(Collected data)
▬▬▬▬▬▬

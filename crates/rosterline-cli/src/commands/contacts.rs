//! `rosterline contacts`

use rosterline_contact::{ContactChannel, contact_channels, primary_href};
use rosterline_core::employee_records;
use serde::Serialize;
use serde_json::Value;

/// Contact lines for one employee.
#[derive(Debug, Clone, PartialEq, Serialize)]
#[serde(rename_all = "camelCase")]
pub struct EmployeeContacts {
    /// Display name.
    pub employee: String,
    /// Employee identifier, when known.
    pub employee_id: Option<String>,
    /// Work, mobile and home lines.
    pub channels: Vec<ContactChannel>,
    /// First dialable link across the lines.
    pub primary_href: Option<String>,
}

/// Format contact lines for every employee in the payload.
pub fn run(payload: &Value) -> Vec<EmployeeContacts> {
    employee_records(payload)
        .iter()
        .map(|record| {
            let channels = contact_channels(record);
            EmployeeContacts {
                employee: record.display_name(),
                employee_id: record.employee_id(),
                primary_href: primary_href(&channels).map(String::from),
                channels,
            }
        })
        .collect()
}
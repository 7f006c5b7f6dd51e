//! Per-employee contact channels for detail pages.

use rosterline_core::util::fields::{self, Aliases};
use rosterline_core::{EmployeeRecord, PartialRecord};
use serde::{Deserialize, Serialize};

use crate::phone::{PhoneChannel, format_optional};

/// Work-phone aliases.
pub const WORK_PHONE_FIELDS: Aliases = &["work_phone", "workPhone", "phone", "office_phone"];
/// Mobile-phone aliases.
pub const MOBILE_PHONE_FIELDS: Aliases =
    &["cell_phone", "cellPhone", "mobile_phone", "mobilePhone", "mobile"];
/// Home-phone aliases.
pub const HOME_PHONE_FIELDS: Aliases = &["home_phone", "homePhone"];

/// Kind of phone line.
#[derive(Debug, Clone, Copy, PartialEq, Eq, Hash, Serialize, Deserialize)]
#[serde(rename_all = "snake_case")]
pub enum ChannelKind {
    /// Office or desk line.
    Work,
    /// Cell phone.
    Mobile,
    /// Home line.
    Home,
}

impl ChannelKind {
    /// All kinds, in display order.
    pub const ALL: [ChannelKind; 3] = [ChannelKind::Work, ChannelKind::Mobile, ChannelKind::Home];

    /// Field aliases holding this kind of number.
    pub fn aliases(self) -> Aliases {
        match self {
            ChannelKind::Work => WORK_PHONE_FIELDS,
            ChannelKind::Mobile => MOBILE_PHONE_FIELDS,
            ChannelKind::Home => HOME_PHONE_FIELDS,
        }
    }

    /// Row label for detail pages.
    pub fn label(self) -> &'static str {
        match self {
            ChannelKind::Work => "Work",
            ChannelKind::Mobile => "Mobile",
            ChannelKind::Home => "Home",
        }
    }
}

/// One formatted phone line of an employee.
#[derive(Debug, Clone, PartialEq, Eq, Serialize, Deserialize)]
pub struct ContactChannel {
    /// Which line this is.
    pub kind: ChannelKind,
    /// The formatted number.
    #[serde(flatten)]
    pub phone: PhoneChannel,
}

/// Format every phone line of an employee, in [`ChannelKind::ALL`] order.
///
/// Missing lines are still returned, showing the "no number" text, so a
/// detail page can render a fixed set of rows.
///
/// # Example
///
/// ```
/// use rosterline_contact::{ChannelKind, contact_channels};
/// use rosterline_core::{EmployeeRecord, PartialRecord};
/// use serde_json::json;
///
/// let rec = EmployeeRecord::from_value(json!({"cellPhone": "555.123.4567"})).unwrap();
/// let channels = contact_channels(&rec);
/// assert_eq!(channels[1].kind, ChannelKind::Mobile);
/// assert_eq!(channels[1].phone.text, "(555) 123-4567");
/// assert_eq!(channels[0].phone.text, "No Number Entered.");
/// ```
pub fn contact_channels(record: &EmployeeRecord) -> Vec<ContactChannel> {
    ChannelKind::ALL
        .into_iter()
        .map(|kind| {
            let raw = fields::first_text(record.fields(), kind.aliases());
            ContactChannel {
                kind,
                phone: format_optional(raw.as_deref()),
            }
        })
        .collect()
}

/// The first dialable link across channels.
pub fn primary_href(channels: &[ContactChannel]) -> Option<&str> {
    channels.iter().find_map(|c| c.phone.href.as_deref())
}
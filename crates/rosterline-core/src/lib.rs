//! Rosterline Core — shared types, errors, and record-reading utilities.
//!
//! This crate provides the foundational pieces used across all Rosterline
//! crates. It has no internal Rosterline dependencies (dependency level 0).
//!
//! # Modules
//!
//! - [`error`]: Error types and Result alias
//! - [`records`]: Boundary record types for employee and timecard payloads
//! - [`util`]: Alias-field lookup, value coercion, and date parsing

#![doc = include_str!("../README.md")]

pub mod error;
pub mod records;
pub mod util;

#[cfg(test)]
mod proptests;

// Re-export key types at crate root for convenience
pub use error::{Error, Result};
pub use records::{EmployeeRecord, PartialRecord, TimecardRow, employee_records, parse_json, timecard_rows};

// Convenience re-exports from util
pub use util::coerce::{is_truthy, to_text};
pub use util::dates::parse_loose;
pub use util::fields::{Aliases, first_defined, first_text, first_truthy};
//! Handler functions for `rosterline config` subcommands.
//!
//! Each handler returns the text to print so `main` owns stdout.

use std::path::PathBuf;

use crate::cli::ConfigAction;
use crate::config::{PROJECT_NAME, RosterlineConfig};
use crate::error::{Error, Result};

// ============================================================================
// Command dispatch
// ============================================================================

/// Handle a config subcommand.
pub fn handle_config_command(config_path: Option<&str>, action: &ConfigAction) -> Result<String> {
    match action {
        ConfigAction::Path => cmd_config_path(config_path),
        ConfigAction::Show => cmd_config_show(config_path),
        ConfigAction::Get { key } => cmd_config_get(config_path, key),
        ConfigAction::Init { file, force } => cmd_config_init(file.as_deref(), *force),
    }
}

// ============================================================================
// Command handlers
// ============================================================================

/// Show the resolved config file path.
pub fn cmd_config_path(config_path: Option<&str>) -> Result<String> {
    match RosterlineConfig::resolve_config_path(config_path) {
        Some(path) => {
            if !path.exists() {
                tracing::warn!(
                    "config file does not exist; run `{PROJECT_NAME} config init` to create it"
                );
            }
            Ok(path.display().to_string())
        }
        None => Err(Error::config(
            "Could not determine config directory for this platform",
        )),
    }
}

/// Show the effective configuration as TOML.
pub fn cmd_config_show(config_path: Option<&str>) -> Result<String> {
    RosterlineConfig::load(config_path)?.to_toml_string()
}

/// Get a configuration value by dotted key.
pub fn cmd_config_get(config_path: Option<&str>, key: &str) -> Result<String> {
    let config = RosterlineConfig::load(config_path)?;
    let value = toml::Value::try_from(&config)?;
    match get_nested_value(&value, key) {
        Some(val) => Ok(format_toml_value(val)),
        None => Err(Error::config(format!(
            "Key '{key}' not found in configuration"
        ))),
    }
}

/// Create a default configuration file.
pub fn cmd_config_init(file: Option<&str>, force: bool) -> Result<String> {
    let path = match file {
        Some(p) => PathBuf::from(p),
        None => RosterlineConfig::default_config_path()
            .ok_or_else(|| Error::config("Could not determine config directory"))?,
    };

    if path.exists() && !force {
        return Err(Error::config(format!(
            "Config file already exists at {}. Use --force to overwrite.",
            path.display()
        )));
    }

    if let Some(parent) = path.parent() {
        std::fs::create_dir_all(parent).map_err(|e| Error::io_with_path(e, parent))?;
    }

    let toml_str = RosterlineConfig::default().to_toml_string()?;
    std::fs::write(&path, &toml_str).map_err(|e| Error::io_with_path(e, &path))?;

    tracing::info!(path = %path.display(), "wrote default config");
    Ok(format!("Config file created at {}", path.display()))
}

// ============================================================================
// TOML dotted-key helpers
// ============================================================================

/// Navigate a dotted key path in a TOML value tree.
pub fn get_nested_value<'a>(value: &'a toml::Value, key: &str) -> Option<&'a toml::Value> {
    let mut current = value;
    for part in key.split('.') {
        current = current.as_table()?.get(part)?;
    }
    Some(current)
}

/// Format a TOML value for display on stdout.
pub fn format_toml_value(value: &toml::Value) -> String {
    match value {
        toml::Value::String(s) => s.clone(),
        toml::Value::Integer(i) => i.to_string(),
        toml::Value::Float(f) => f.to_string(),
        toml::Value::Boolean(b) => b.to_string(),
        toml::Value::Datetime(dt) => dt.to_string(),
        toml::Value::Array(_) | toml::Value::Table(_) => {
            toml::to_string_pretty(value).unwrap_or_else(|_| format!("{value:?}"))
        }
    }
}

// ============================================================================
// Tests
// ============================================================================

▬▬▬▬▬▬

**Task requirements:**
Count the lines in the records above that contain the word "across", and give only the number.

**Answer:**
3